Editor's Note: This is a hunter's story, with some graphic descriptions of an exceptionally close call with one of North America's most capable predators. Reader discretion is advised.

By: Bill Troutwine

A Montana Christmas Story

One of the main reasons Donna and I moved to Montana was for the hunting and the winter sports. Winters in Big Sky were fantastic, with three and four feet of snow and sometimes more. Donna and I would snowmobile all over the mountains all winter long.


Usually for Christmas, we would go to the Lone Mountain Ranch. Every Christmas Eve, they would have a horse drawn sleigh ride, that went about five miles back into the mountains to a big log cabin, where they would have a Christmas dinner that was prepared on a huge old wood cook stove. We would eat dinner by lamp light, and chat with friends and at about midnight, we would all take the sleigh ride back to the ranch headquarters. There was only room for about thirty people, and tickets would go on sale about two weeks before Christmas. When the tickets were sold, that was it, there was no more, and if you hadn't purchased one you were just out of luck.

One winter Donna and I didn't get our tickets in time, so we didn't get to do our normal Christmas dinner in the mountains. I suggested we do something different, so I contacted a Forest Ranger friend of mine, and asked if we could go up to an old fire tower ranger station on Lookout Peak in the Gallatin National Forest. This station was actually a small living quarters for a ranger to stay in, during fire season, but it was closed in the winter. Sometimes rangers and game wardens would use the station during elk season, but no one used it this time of the year. My friend said sure you can use it, and he gave me the combination to the lock. He said there was plenty of wood already cut and stacked, but we would need our sleeping bags and bring plenty of food, because they had emptied the pantry before leaving for the winter. He said, "Use it as long as you want, but be sure to secure everything well, and remove all food before leaving, so in the spring, the bears don't try to break in."
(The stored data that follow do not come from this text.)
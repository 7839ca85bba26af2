use ratatui::{
    Frame,
    layout::{Constraint, Layout, Rect},
    text::{Line, Span},
    widgets::Paragraph,
};

use crate::app::App;
use crate::ui::components::Component;
use crate::ui::widgets::Card;

/// Landing view of the dashboard: a title and a "Statistics" card.
#[derive(Debug, Default)]
pub struct DashboardHomeComponent;

impl Component for DashboardHomeComponent {
    fn render(&mut self, frame: &mut Frame, rect: Rect, app: &mut App) {
        let theme = &*app.ctx.theme;
        let [title_area, _, cards_area] =
            Layout::vertical([Constraint::Length(1), Constraint::Length(1), Constraint::Length(7)]).areas(rect);
        frame.render_widget(Paragraph::new(Span::styled("Dashboard", theme.heading_style())), title_area);

        let [stats_area, _, _] = Layout::horizontal([Constraint::Fill(1); 3]).spacing(2).areas(cards_area);
        let greeting = app
            .ctx
            .user()
            .map(|user| format!("Signed in as {}", user.display_name()))
            .unwrap_or_default();
        let body = Line::from(Span::styled(greeting, theme.text_muted_style()));
        frame.render_widget(Card::new(theme).title(" Statistics ").body(body), stats_area);
    }
}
It was snowing on Christmas Eve. Big beautiful flakes were slowly falling to the ground. Donna and I loaded our snowmobiles with food and sleeping bags. We had a little dog, Cody that we had to take with us. Donna took her big down filled coat and put Cody inside of it. He crawled around to where his head was sticking out of the top of the coat directly under Donna's chin, but his body was still in the warm inside her coat. We started the ten mile snowmobile ride up the mountain to the lookout tower. About half way up, the snow had gotten so deep and fluffy our snowmobiles kept sinking in the snow and getting stuck. The snow was about four feet deep, but if I could keep my speed up, I could stay on top and travel over it. I told Donna to let me go as far as I could, then when I stopped, she was to follow in my tracks and come to where I was. After about two hundred yards, I would lose speed enough that I would sink back down in the snow and get stuck again. Donna would then catch up, and we would repeat the whole process over again.

During one of my stops, I noticed a big animal had made a deep trail through the snow. It looked like he would leap, then sink in the snow, and then leap again. I got off to examine the tracks, and I discovered it was a mountain lion's tracks, and they were very large. I estimated it to be at least a 150 pound male. I showed the tracks to Donna, and then we went on fighting the snow until we reached the tower. We went inside, and I built a nice hot fire, and Donna made some hot chocolate.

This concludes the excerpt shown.